Interest in relationship of the periodontal disease and BD started 20 years ago and since then it has been studied extensively. So far, it is demonstrated that nearly two-thirds of patients with BD have severe periodontal disease. Periodontitis is associated with increased levels of C-reactive protein (CRP), glucose, fibrinogen and interleukin-18 (27). Therefore, decrease of periopathogens by periodontal therapy and/or periodontal surgery will eventually lead to systemic changes in some biochemical markers that are considered the risk factors for BD (28). Since BD is exclusively disease of heavy smokers, knowing smoking status will be a key parameter to assess periodontal and BD risk and therefore to make evidencebased clinical decisions. In order to reduce such risks, the need for interdisciplinary approach among physicians (e.g. cardiologists, family physicians, dentists/periodontists and nurses) is however necessary. The final aim of interdisciplinary approach is to optimize the periodontal conditions in patients with BD. Cardiologists should be obliged to explain the importance of periodontal health to BD patients and include periodontal therapy as an additional part of cardiovascular therapy. Our believe is that periodontal therapy might provide equal or even better outcome compared to standard treatments for cardiovascular diseases, including BD.

Since smoking cessation improves BD patient’s dental and overall health condition, periodontists are also encouraged to take efforts in smoking cessation education and counseling as a part of standard periodontal therapy. An education of patients is very important for prophylaxis of all cardiovascular diseases, including BD. In countries where BD is very common, anti-smoking campaigns should give an accent on the education of children and youth in order to prevent smoking among that population. We believe that smoking cessation programs delivered in primary and specialty care settings, particularly of interdisciplinary team efforts may result in high health benefits at the population level.

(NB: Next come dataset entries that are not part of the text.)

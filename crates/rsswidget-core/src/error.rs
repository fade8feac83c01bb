use thiserror::Error;

#[derive(Error, Debug)]
pub enum Error {
    #[error("HTTP request error: {0}")]
    Http(#[from] reqwest::Error),

    #[error("Feed parsing error: {0}")]
    FeedParse(String),

    #[error("Configuration error: {0}")]
    Config(String),

    #[error("IO error: {0}")]
    Io(#[from] std::io::Error),

    #[error("URL parsing error: {0}")]
    UrlParse(#[from] url::ParseError),

    #[error("JSON error: {0}")]
    Json(#[from] serde_json::Error),

    #[error("{0}")]
    Other(String),
}

pub type Result<T> = std::result::Result<T, Error>;
pub mod cache;
pub mod config;
pub mod error;
pub mod feed;
pub mod ipc;
pub mod widget;

pub use cache::{FeedCache, FeedResult, FetchKey, Resolution};
pub use config::AppConfig;
pub use error::{Error, Result};
pub use ipc::{WidgetClient, WidgetServer};
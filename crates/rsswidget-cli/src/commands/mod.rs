pub mod fetch;
pub mod resolve;
pub mod serve;
pub mod status;

use rsswidget_core::feed::Entry;

/// Print entries the way every command shows them
pub(crate) fn print_entries<'a>(entries: impl IntoIterator<Item = &'a Entry>) {
    for (idx, entry) in entries.into_iter().enumerate() {
        let date = entry
            .date
            .map(|d| d.format("%Y-%m-%d %H:%M").to_string())
            .unwrap_or_else(|| "-".to_string());
        println!("{:>3}. {} ({})", idx + 1, entry.title, date);
        if let Some(ref link) = entry.link {
            println!("     {}", link);
        }
        let text = entry.body_text(76);
        for line in text.lines().take(3) {
            println!("     {}", line);
        }
    }
}
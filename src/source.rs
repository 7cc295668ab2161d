//! A read-only view over the source executable.
//!
//! Every `goblin` call the pipeline needs lives behind this module, the
//! same way the output writer keeps every `goblin` write call behind
//! one module. `SRC` is immutable for the lifetime of the pipeline, so
//! everything here borrows rather than copies.

use goblin::elf::{Elf, Reloc, SectionHeader, Sym};
use goblin::elf::header::{EM_386, ET_EXEC};
use goblin::elf::section_header::{SHF_ALLOC, SHF_EXECINSTR};
use goblin::elf::sym::STT_FUNC;

use crate::error::{DelinkError, Result};
use crate::layout::Region;

/// The parsed source executable, plus the raw bytes it was parsed from
/// (needed to recover section contents and relocation addends, which
/// `goblin`'s `Elf` does not retain itself).
pub struct SourceObject<'a> {
    pub elf: Elf<'a>,
    pub bytes: &'a [u8],
}

impl<'a> SourceObject<'a> {
    /// Parse `bytes` as a 32-bit x86 `ET_EXEC` ELF file.
    pub fn parse(bytes: &'a [u8]) -> Result<Self> {
        let elf = Elf::parse(bytes)?;
        if elf.header.e_machine != EM_386 || elf.is_64 {
            return Err(DelinkError::UnsupportedInput(
                "delink only understands 32-bit EM_386 input".into(),
            ));
        }
        if elf.header.e_type != ET_EXEC {
            return Err(DelinkError::UnsupportedInput(
                "input is not an ET_EXEC executable".into(),
            ));
        }
        if elf.syms.is_empty() {
            return Err(DelinkError::UnsupportedInput(
                "input has no symbol table (stripped binaries are unsupported)".into(),
            ));
        }
        Ok(SourceObject { elf, bytes })
    }

    /// The executable's entry point virtual address.
    pub fn entry(&self) -> u32 {
        self.elf.header.e_entry as u32
    }

    /// All sections flagged `alloc | execinstr`, in section-table order.
    pub fn executable_sections(&self) -> Vec<&SectionHeader> {
        self.elf
            .section_headers
            .iter()
            .filter(|s| s.sh_flags as u32 & (SHF_ALLOC | SHF_EXECINSTR) == (SHF_ALLOC | SHF_EXECINSTR))
            .collect()
    }

    /// Every section header, for the Memory Layout Reconstructor's scan.
    pub fn sections(&self) -> &[SectionHeader] {
        &self.elf.section_headers
    }

    /// A section's name, resolved through the section header string table.
    pub fn section_name(&self, section: &SectionHeader) -> &str {
        self.elf
            .shdr_strtab
            .get_at(section.sh_name)
            .unwrap_or("")
    }

    /// The bytes backing a `SHT_PROGBITS` section.
    pub fn section_bytes(&self, section: &SectionHeader) -> &'a [u8] {
        let start = section.sh_offset as usize;
        let end = start + section.sh_size as usize;
        &self.bytes[start..end]
    }

    /// All `STT_FUNC` symbols with nonzero size whose value lies in
    /// `[lo, hi)`, sorted by `(value ascending, size descending)` per
    /// per Function Recovery's sweep order.
    pub fn function_symbols_in(&self, lo: u32, hi: u32) -> Vec<Sym> {
        let mut found: Vec<Sym> = self
            .elf
            .syms
            .iter()
            .filter(|s| {
                s.st_type() == STT_FUNC
                    && s.st_size > 0
                    && (s.st_value as u32) >= lo
                    && (s.st_value as u32) < hi
            })
            .collect();
        found.sort_by(|a, b| {
            a.st_value
                .cmp(&b.st_value)
                .then(b.st_size.cmp(&a.st_size))
        });
        found
    }

    /// A symbol by its symbol-table index.
    pub fn symbol(&self, idx: usize) -> Sym {
        self.elf.syms.get(idx).expect("relocation references valid symtab index")
    }

    /// A symbol's name, resolved through the symbol string table.
    pub fn symbol_name(&self, sym: &Sym) -> &str {
        self.elf.strtab.get_at(sym.st_name).unwrap_or("")
    }

    /// Look for another symbol with the same value as `addr` that has a
    /// nonzero size. This is the fallback scan for zero-sized referents
    /// the Relocation Reconstructor uses to backfill a referent's size.
    pub fn symbol_size_at(&self, addr: u32) -> u32 {
        self.elf
            .syms
            .iter()
            .find(|s| s.st_value as u32 == addr && s.st_size > 0)
            .map(|s| s.st_size as u32)
            .unwrap_or(0)
    }

    /// All relocation entries across every `SHT_REL` table in the source,
    /// in table order, concatenated in section-table order.
    pub fn relocations(&self) -> Vec<Reloc> {
        let mut out = Vec::new();
        for (_section_idx, rels) in self.elf.shdr_relocs.iter() {
            out.extend(rels.iter());
        }
        out
    }

    /// Bytes backing `size` bytes at virtual address `addr`, assumed to
    /// fall within `region` (the Memory Layout Reconstructor's record for
    /// whichever class `addr` classified as). Used to copy rodata/data
    /// object contents into `DST`.
    pub fn region_bytes(&self, region: &Region, addr: u32, size: u32) -> &'a [u8] {
        let file_offset = region.offset + (addr as u64 - region.addr);
        let start = file_offset as usize;
        &self.bytes[start..start + size as usize]
    }

    /// Read a little-endian 32-bit value from the file's byte image at a
    /// given offset — the in-place addend/baked-address bytes a REL-style
    /// relocation leaves behind.
    pub fn read_u32_at(&self, offset: usize) -> u32 {
        u32::from_le_bytes([
            self.bytes[offset],
            self.bytes[offset + 1],
            self.bytes[offset + 2],
            self.bytes[offset + 3],
        ])
    }
}
//! An index permutation that keeps dependent references consistent.
//!
//! Modeled as a first-class "permutation + dependent references"
//! operation: a callback invoked on each swap lets relocation tables
//! update atomically under the same permutation. Finalization's
//! local-first reordering (Step C) is the only caller, but the type
//! itself knows nothing about symbols or relocations — it is a bijection
//! on `usize` positions, kept together with its inverse, supporting
//! atomic pairwise swaps.

/// A bijection `old position -> new position` on table indices, built up
/// through a sequence of pairwise swaps, with its inverse tracked
/// alongside so a swap can be expressed in terms of either direction.
pub struct Permutation {
    forward: Vec<usize>,
    backward: Vec<usize>,
}

impl Permutation {
    /// The identity permutation on `len` positions.
    pub fn identity(len: usize) -> Self {
        Permutation {
            forward: (0..len).collect(),
            backward: (0..len).collect(),
        }
    }

    /// Swap the entries currently occupying positions `i` and `j`, calling
    /// `on_swap(i, j)` exactly once with the two positions being
    /// exchanged. Callers use `on_swap` to rewrite any dependent
    /// references (e.g. a relocation's `symbol` field) under the same
    /// exchange.
    pub fn swap<F: FnMut(usize, usize)>(&mut self, i: usize, j: usize, mut on_swap: F) {
        if i == j {
            return;
        }
        self.forward.swap(i, j);
        let fi = self.forward[i];
        let fj = self.forward[j];
        self.backward[fi] = i;
        self.backward[fj] = j;
        on_swap(i, j);
    }

    /// Where the entry originally at `old` now lives.
    pub fn map(&self, old: usize) -> usize {
        self.forward[old]
    }

    /// Which original position now occupies `new`.
    pub fn inverse(&self, new: usize) -> usize {
        self.backward[new]
    }

    /// Number of positions tracked.
    pub fn len(&self) -> usize {
        self.forward.len()
    }
}
//! Finalization: the three closing steps that turn an
//! accumulated `DestObject` into something ready to serialize — zero out
//! the provisional virtual addresses Function Recovery and the Relocation
//! Reconstructor needed, add per-section symbols, and move every local
//! symbol to the front of the table (ELF requires locals precede globals).

use goblin::elf::sym::{STB_LOCAL, STT_SECTION};

use crate::object::DestObject;

/// Run all three Finalization steps over `dst` in place.
pub fn finalize(dst: &mut DestObject) {
    for section in dst.sections.iter_mut() {
        section.addr = 0;
    }

    let progbits: Vec<usize> = dst
        .sections
        .iter()
        .enumerate()
        .filter(|(_, s)| s.data.is_some())
        .map(|(i, _)| i)
        .collect();
    for idx in progbits {
        dst.add_symbol("", 0, 0, STB_LOCAL, STT_SECTION, idx);
    }

    dst.finalize_symbol_order();
}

Results from our study documented strong relationship between periodontitis and BD. However, the results should be interpreted with caution due to small number of studies published so far and difficulty in precise evaluation of the results, due to lack of appropriate investigations. The big concern is the fact that periodontal bacteria are anaerobes with no chances of long survival in oxygenized areas, such as arteries and veins. Therefore, it is almost impossible to cultivate in vitro periodontal bacteria obtained from arteries and veins. Also, it is well known that PCR does not provide evidence as to the bacteria’s viability. It was recently suggested that P.g. and A.a. could invade host cells, suggesting their eventual viability (15). However, along with further clinical studies, supportive in vitro research would be necessary in order to further elucidate pathophysiology and relationship between BD and periodontal disease.

CONCLUSION

Periodontopathic bacteria may play a significant role in the development of BD and may be considered as a therapeutic target in the prevention of BD expansion. Consequently, periodontal treatment would lead to an improvement of BD.